OBJECTIVES: To describe the application of nudges within electronic health records (EHRs) and their effects on inpatient care delivery, and identify design features that support effective decision-making without the use of interruptive alerts.
MATERIALS AND METHODS: We searched Medline, Embase, and PsychInfo (in January 2022) for randomized controlled trials, interrupted time-series and before-after studies reporting effects of nudge interventions embedded in hospital EHRs to improve care. Nudge interventions were identified at full-text review, using a pre-existing classification. Interventions using interruptive alerts were excluded. Risk of bias was assessed using the ROBINS-I tool (Risk of Bias in Non-randomized Studies of Interventions) for non-randomized studies or the Cochrane Effective Practice and Organization of Care Group methodology for randomized trials. Study results were summarized narratively.
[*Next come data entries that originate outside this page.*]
impl BrokerState {
    pub fn new() -> Self {
        Self::default()
    }

    /// Number of active sessions.
    pub fn session_count(&self) -> usize {
        self.sessions.len()
    }

    /// Create a session with a fresh random id.
    pub fn start_session(&mut self) -> SessionId {
        let mut rng = rand::thread_rng();
        let session_id = loop {
            let candidate = rng.gen_range(MIN_SESSION_ID..=MAX_SESSION_ID).to_string();
            if !self.sessions.contains_key(&candidate) {
                break candidate;
            }
        };

        self.sessions
            .insert(session_id.clone(), SessionRecord::new());
        session_id
    }

    /// Remove a session that holds and awaits nothing.
    pub fn end_session(&mut self, session_id: &str) -> LockResult<()> {
        let session = self.session(session_id)?;

        if !session.held.is_empty() {
            return Err(LockError::invalid(
                "Cannot end session: this session still holds locks.",
            ));
        }
        if !session.needed.is_empty() {
            return Err(LockError::invalid(
                "Cannot end session: this session has pending queued lock requests.",
            ));
        }

        self.sessions.remove(session_id);
        Ok(())
    }

    /// Grant or enqueue every lock in `request` for the session.
    ///
    /// The request is validated against the policy first; on rejection the
    /// state is left untouched.
    pub fn acquire_locks(
        &mut self,
        session_id: &str,
        request: &LockDict,
    ) -> LockResult<AcquireOutcome> {
        check_acquire(session_id, self.session(session_id)?, request)?;

        for (kind, name) in request.iter() {
            self.acquire_one(session_id, kind, name)?;
        }

        let session = self.session_mut(session_id)?;
        if session.needed.is_empty() {
            session.open_gate();
            Ok(AcquireOutcome::Granted)
        } else {
            session.acquire_in_progress = true;
            Ok(AcquireOutcome::Queued(session.close_gate()))
        }
    }

    fn acquire_one(&mut self, session_id: &str, kind: LockKind, name: &str) -> LockResult<()> {
        let key = LockKey::new(kind, name);
        let record = self.locks.entry(key.clone()).or_default();

        if record.holder.is_none() {
            record.holder = Some(session_id.to_string());
            self.session_mut(session_id)?
                .held
                .of_mut(kind)
                .insert(name.to_string());
            self.push_timeline(key);
        } else {
            record.queue.push_back(session_id.to_string());
            self.session_mut(session_id)?
                .needed
                .of_mut(kind)
                .insert(name.to_string());
        }

        Ok(())
    }

    /// Release every lock in `request` and hand each one to the next waiter.
    pub fn release_locks(&mut self, session_id: &str, request: &LockDict) -> LockResult<()> {
        check_release(session_id, self.session(session_id)?, request)?;

        for (kind, name) in request.iter() {
            self.release_one(session_id, kind, name)?;
        }

        Ok(())
    }

    fn release_one(&mut self, session_id: &str, kind: LockKind, name: &str) -> LockResult<()> {
        let key = LockKey::new(kind, name);

        self.session_mut(session_id)?.held.of_mut(kind).remove(name);
        self.pop_timeline(&key);

        let record = self
            .locks
            .get_mut(&key)
            .ok_or_else(|| LockError::internal(format!("no lock record for held lock {}", key)))?;

        if record.holder.as_deref() != Some(session_id) {
            return Err(LockError::internal(format!(
                "session {} released {} but the lock table names {:?} as holder",
                session_id, key, record.holder
            )));
        }

        match record.queue.pop_front() {
            Some(next) => {
                record.holder = Some(next.clone());

                let promoted = self.sessions.get_mut(&next).ok_or_else(|| {
                    LockError::internal(format!("queued session {} for {} does not exist", next, key))
                })?;
                if !promoted.needed.of_mut(kind).remove(name) {
                    return Err(LockError::internal(format!(
                        "promoted session {} was not waiting for {}",
                        next, key
                    )));
                }
                promoted.held.of_mut(kind).insert(name.to_string());
                if promoted.needed.is_empty() {
                    promoted.open_gate();
                }

                debug!(lock = %key, session_id = %next, "Lock handed to next queued session");
                self.push_timeline(key);
            }
            None => {
                record.holder = None;
            }
        }

        Ok(())
    }

    /// Clear the in-progress flag once a blocked acquire has been woken.
    pub fn finish_acquire(&mut self, session_id: &str) -> LockResult<()> {
        let session = self.sessions.get_mut(session_id).ok_or_else(|| {
            LockError::internal(format!(
                "session {} vanished while its acquire was in progress",
                session_id
            ))
        })?;
        session.acquire_in_progress = false;
        Ok(())
    }

    /// The longest-held lock, if any lock is held.
    pub fn oldest_held_lock(&self) -> Option<HeldLock> {
        self.timeline.front().map(|entry| HeldLock {
            key: entry.key.clone(),
            acquired_at: entry.acquired_at,
            held_since: entry.held_since,
        })
    }

    /// Read-only snapshot of every lock, session and held-lock time.
    pub fn status(&self) -> BrokerStatus {
        let mut locks: BTreeMap<LockKind, BTreeMap<String, LockRecordStatus>> = LockKind::ALL
            .iter()
            .map(|kind| (*kind, BTreeMap::new()))
            .collect();

        for (key, record) in &self.locks {
            locks.entry(key.kind).or_default().insert(
                key.name.clone(),
                LockRecordStatus {
                    holder: record.holder.clone(),
                    queue: record.queue.iter().cloned().collect(),
                },
            );
        }

        let sessions = self
            .sessions
            .iter()
            .map(|(id, session)| {
                (
                    id.clone(),
                    SessionStatus {
                        held_locks: session.held.clone(),
                        needed_locks: session.needed.clone(),
                        gate_open: session.gate_open,
                    },
                )
            })
            .collect();

        let lock_times = self
            .timeline
            .iter()
            .map(|entry| LockTimeEntry {
                kind: entry.key.kind,
                name: entry.key.name.clone(),
                acquired_at: entry.acquired_at,
            })
            .collect();

        BrokerStatus {
            locks,
            sessions,
            lock_times,
        }
    }

    /// Cross-check the whole lock table, the session registry and the timeline.
    ///
    /// Linear in the number of lock records ever referenced. Any mismatch
    /// means mutual exclusion can no longer be trusted.
    pub fn verify(&self) -> LockResult<()> {
        let mut timeline_counts: HashMap<&LockKey, usize> = HashMap::new();
        for entry in &self.timeline {
            *timeline_counts.entry(&entry.key).or_default() += 1;
        }

        let mut held_count = 0;
        let mut needed_count = 0;
        for (key, record) in &self.locks {
            self.verify_record(key, record, timeline_counts.get(key).copied().unwrap_or(0))?;
            held_count += usize::from(record.holder.is_some());
            needed_count += record.queue.len();
        }

        let session_held: usize = self.sessions.values().map(|s| s.held.len()).sum();
        let session_needed: usize = self.sessions.values().map(|s| s.needed.len()).sum();
        if session_held != held_count || session_needed != needed_count {
            return Err(LockError::internal(format!(
                "session registry tracks {} held / {} needed locks, lock table has {} / {}",
                session_held, session_needed, held_count, needed_count
            )));
        }
        if self.timeline.len() != held_count {
            return Err(LockError::internal(format!(
                "timeline has {} entries for {} held locks",
                self.timeline.len(),
                held_count
            )));
        }

        Ok(())
    }

    /// Check the locks named in `request` and the session that made it.
    ///
    /// Runs after every acquire and release, so it only looks at what the
    /// request could have changed. Debug builds also run [`verify`](Self::verify).
    pub fn verify_request(&self, session_id: &str, request: &LockDict) -> LockResult<()> {
        let touched: BTreeSet<LockKey> = request
            .iter()
            .map(|(kind, name)| LockKey::new(kind, name))
            .collect();

        let mut timeline_counts: HashMap<&LockKey, usize> = HashMap::new();
        for entry in self.timeline.iter().filter(|entry| touched.contains(&entry.key)) {
            *timeline_counts.entry(&entry.key).or_default() += 1;
        }

        for key in &touched {
            let record = self.locks.get(key).ok_or_else(|| {
                LockError::internal(format!("no lock record for requested lock {}", key))
            })?;
            self.verify_record(key, record, timeline_counts.get(key).copied().unwrap_or(0))?;
        }

        let session = self.sessions.get(session_id).ok_or_else(|| {
            LockError::internal(format!("session {} vanished during its own request", session_id))
        })?;
        self.verify_session(session_id, session)?;

        self.debug_verify()
    }

    /// Full [`verify`](Self::verify) in debug builds only.
    pub fn debug_verify(&self) -> LockResult<()> {
        if cfg!(debug_assertions) {
            self.verify()
        } else {
            Ok(())
        }
    }

    fn verify_record(&self, key: &LockKey, record: &LockRecord, timeline_count: usize) -> LockResult<()> {
        match &record.holder {
            Some(holder) => {
                let session = self.sessions.get(holder).ok_or_else(|| {
                    LockError::internal(format!("{} is held by unknown session {}", key, holder))
                })?;
                if !session.held.contains(key.kind, &key.name) {
                    return Err(LockError::internal(format!(
                        "{} is held by {} but missing from its held locks",
                        key, holder
                    )));
                }
                if timeline_count != 1 {
                    return Err(LockError::internal(format!(
                        "{} is held but tracked {} times in the timeline",
                        key, timeline_count
                    )));
                }
            }
            None => {
                if !record.queue.is_empty() {
                    return Err(LockError::internal(format!("{} has waiters but no holder", key)));
                }
                if timeline_count != 0 {
                    return Err(LockError::internal(format!(
                        "{} is not held but still in the timeline",
                        key
                    )));
                }
            }
        }

        let mut seen = HashSet::with_capacity(record.queue.len());
        for waiter in &record.queue {
            if record.holder.as_ref() == Some(waiter) || !seen.insert(waiter) {
                return Err(LockError::internal(format!(
                    "session {} appears more than once on {}",
                    waiter, key
                )));
            }
            let session = self.sessions.get(waiter).ok_or_else(|| {
                LockError::internal(format!("{} is awaited by unknown session {}", key, waiter))
            })?;
            if !session.needed.contains(key.kind, &key.name) {
                return Err(LockError::internal(format!(
                    "session {} is queued on {} but does not need it",
                    waiter, key
                )));
            }
        }

        Ok(())
    }

    fn verify_session(&self, session_id: &str, session: &SessionRecord) -> LockResult<()> {
        for kind in LockKind::ALL {
            for name in session.held.of(kind) {
                let key = LockKey::new(kind, name.as_str());
                let holder = self.locks.get(&key).and_then(|record| record.holder.as_deref());
                if holder != Some(session_id) {
                    return Err(LockError::internal(format!(
                        "session {} believes it holds {} but the lock table names {:?}",
                        session_id, key, holder
                    )));
                }
            }
            for name in session.needed.of(kind) {
                let key = LockKey::new(kind, name.as_str());
                let queued = self
                    .locks
                    .get(&key)
                    .map(|record| record.queue.iter().any(|waiter| waiter == session_id))
                    .unwrap_or(false);
                if !queued {
                    return Err(LockError::internal(format!(
                        "session {} needs {} but is not queued for it",
                        session_id, key
                    )));
                }
            }
        }
        Ok(())
    }

    /// Append a session to a lock queue without any bookkeeping.
    #[cfg(test)]
    pub(crate) fn enqueue_unchecked(&mut self, key: LockKey, session_id: &str) {
        self.locks
            .entry(key)
            .or_default()
            .queue
            .push_back(session_id.to_string());
    }

    fn session(&self, session_id: &str) -> LockResult<&SessionRecord> {
        self.sessions.get(session_id).ok_or_else(|| {
            LockError::invalid("Invalid session id (the specified session id doesn't exist).")
        })
    }

    fn session_mut(&mut self, session_id: &str) -> LockResult<&mut SessionRecord> {
        self.sessions.get_mut(session_id).ok_or_else(|| {
            LockError::invalid("Invalid session id (the specified session id doesn't exist).")
        })
    }

    fn push_timeline(&mut self, key: LockKey) {
        self.timeline.push_back(TimelineEntry {
            key,
            acquired_at: Utc::now(),
            held_since: Instant::now(),
        });
    }

    fn pop_timeline(&mut self, key: &LockKey) {
        if let Some(position) = self.timeline.iter().position(|entry| &entry.key == key) {
            if let Some(entry) = self.timeline.remove(position) {
                info!(
                    lock = %key,
                    held_ms = entry.held_since.elapsed().as_millis() as u64,
                    "Lock released"
                );
            }
        }
    }
}
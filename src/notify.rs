//! System notifications.

use notify_rust::Notification;
use tracing::field::{Field, Visit};
use tracing::{Event, Level, Subscriber, error};
use tracing_subscriber::Layer;
use tracing_subscriber::layer::Context;

use crate::{APP_NAME, APP_NAME_PRETTY};

/// Send a system notification with a summary and body.
pub fn notify(summary: &str, body: &str) {
    Notification::new()
        .appname(APP_NAME)
        .summary(&format!("{} - {}", APP_NAME_PRETTY, summary))
        .body(body)
        .show()
        .map_err(|e| error!(target: "openwhisper::notify::silent", "Failed to send notification: {}", e))
        .ok();
}

/// Visitor to extract the message field from tracing events.
#[derive(Default)]
struct MessageVisitor {
    message: Option<String>,
}

impl Visit for MessageVisitor {
    fn record_str(&mut self, field: &Field, value: &str) {
        if field.name() == "message" {
            self.message = Some(value.to_string());
        }
    }

    fn record_debug(&mut self, field: &Field, value: &dyn std::fmt::Debug) {
        if field.name() == "message" {
            self.message = Some(format!("{:?}", value));
        }
    }
}

/// Tracing layer that sends notifications for warnings and errors, so a
/// failed save or a lost backend is visible without a terminal.
#[derive(Debug, Default)]
pub struct NotificationLayer {}

impl NotificationLayer {
    pub fn new() -> Self {
        Self {}
    }
}

fn should_notify(level: Level, target: &str) -> Option<&'static str> {
    // A failing notifier must not notify about itself.
    if target.ends_with("::silent") {
        return None;
    }
    match level {
        Level::ERROR => Some("error"),
        Level::WARN => Some("warning"),
        _ => None,
    }
}

impl<S: Subscriber> Layer<S> for NotificationLayer {
    fn on_event(&self, event: &Event<'_>, _: Context<'_, S>) {
        let metadata = event.metadata();

        if let Some(summary) = should_notify(*metadata.level(), metadata.target()) {
            let mut visitor = MessageVisitor::default();
            event.record(&mut visitor);

            if let Some(message) = visitor.message {
                notify(summary, &message);
            }
        }
    }
}
//! Puts finished transcripts where the user wants them.

use std::thread::sleep;
use std::time::Duration;

use arboard::Clipboard;
use enigo::Direction::{Click, Press, Release};
use enigo::{Enigo, Key, Keyboard};
use tracing::{info, warn};

const SLEEP_TIME: Duration = Duration::from_millis(10);

/// What to do with one transcript.
#[derive(Debug, Clone, Copy, PartialEq, Eq)]
struct Plan {
    set_clipboard: bool,
    paste: bool,
    restore_clipboard: bool,
}

impl Plan {
    fn new(copy_clipboard: bool, auto_paste: bool) -> Self {
        Self {
            // Pasting goes through the clipboard even when the user did not
            // ask for a copy; the old contents are put back afterwards.
            set_clipboard: copy_clipboard || auto_paste,
            paste: auto_paste,
            restore_clipboard: auto_paste && !copy_clipboard,
        }
    }
}

/// Clipboard and keyboard access, owned by the event loop.
pub struct TranscriptOutput {
    clipboard: Option<Clipboard>,
    enigo: Option<Enigo>,
}

impl Default for TranscriptOutput {
    fn default() -> Self {
        Self::new()
    }
}

impl TranscriptOutput {
    pub fn new() -> Self {
        let clipboard = Clipboard::new()
            .map_err(|e| warn!("Clipboard unavailable: {}", e))
            .ok();
        let enigo = Enigo::new(&enigo::Settings::default())
            .map_err(|e| warn!("Keyboard simulation unavailable: {}", e))
            .ok();
        Self { clipboard, enigo }
    }

    /// Copies and/or pastes `text`. Failures are logged.
    pub fn deliver(&mut self, text: &str, copy_clipboard: bool, auto_paste: bool) {
        let plan = Plan::new(copy_clipboard, auto_paste);
        info!(
            copy_clipboard,
            auto_paste,
            chars = text.chars().count(),
            "Handling transcription"
        );
        if !plan.set_clipboard {
            return;
        }
        let Some(clipboard) = self.clipboard.as_mut() else {
            warn!("No clipboard, transcript not delivered");
            return;
        };

        let previous = if plan.restore_clipboard {
            match clipboard.get_text() {
                Ok(text) => Some(text),
                Err(e) => {
                    warn!("Failed to get clipboard text: {}", e);
                    None
                }
            }
        } else {
            None
        };

        if let Err(e) = clipboard.set_text(text) {
            warn!("Failed to set clipboard text: {}", e);
            return;
        }

        if plan.paste {
            match self.enigo.as_mut() {
                Some(enigo) => {
                    if let Err(e) = paste(enigo) {
                        warn!("Failed to paste transcription: {}", e);
                    }
                }
                None => warn!("No keyboard simulation, transcript left on the clipboard"),
            }
            if let Some(previous) = previous {
                // Give the target app time to read the clipboard first
                sleep(SLEEP_TIME * 10);
                if let Err(e) = clipboard.set_text(previous) {
                    warn!("Failed to restore clipboard text: {}", e);
                }
            }
        }
    }

    /// Puts arbitrary text on the clipboard.
    pub fn copy_text(&mut self, text: &str) -> anyhow::Result<()> {
        let clipboard = self
            .clipboard
            .as_mut()
            .ok_or_else(|| anyhow::anyhow!("clipboard unavailable"))?;
        clipboard.set_text(text)?;
        Ok(())
    }
}

fn paste(enigo: &mut Enigo) -> anyhow::Result<()> {
    #[cfg(target_os = "macos")]
    let paste_modifier = Key::Meta;
    #[cfg(not(target_os = "macos"))]
    let paste_modifier = Key::Control;

    enigo.key(paste_modifier, Press)?;
    sleep(SLEEP_TIME);
    enigo.key(Key::Unicode('v'), Click)?;
    sleep(SLEEP_TIME);
    enigo.key(paste_modifier, Release)?;

    Ok(())
}

#[cfg(test)]
mod tests {
    use super::*;

    #[test]
    fn test_plan() {
        assert_eq!(
            Plan::new(true, true),
            Plan {
                set_clipboard: true,
                paste: true,
                restore_clipboard: false
            }
        );
        assert_eq!(
            Plan::new(false, true),
            Plan {
                set_clipboard: true,
                paste: true,
                restore_clipboard: true
            }
        );
        assert_eq!(
            Plan::new(true, false),
            Plan {
                set_clipboard: true,
                paste: false,
                restore_clipboard: false
            }
        );
        assert!(!Plan::new(false, false).set_clipboard);
    }
}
RESULTS: We included 18 studies evaluating 24 EHR nudges. An improvement in care delivery was reported for 79.2% (n = 19; 95% CI, 59.5-90.8) of nudges. Nudges applied were from 5 of 9 possible nudge categories: change choice defaults (n = 9), make information visible (n = 6), change range or composition of options (n = 5), provide reminders (n = 2), and change option-related effort (n = 2). Only one study had a low risk of bias. Nudges targeted ordering of medications, laboratory tests, imaging, and appropriateness of care. Few studies evaluated long-term effects.
DISCUSSION: Nudges in EHRs can improve care delivery. Future work could explore a wider range of nudges and evaluate long-term effects.
CONCLUSION: Nudges can be implemented in EHRs to improve care delivery within current system capabilities; however, as with all digital interventions, careful consideration of the sociotechnical system is crucial to enhance their effectiveness.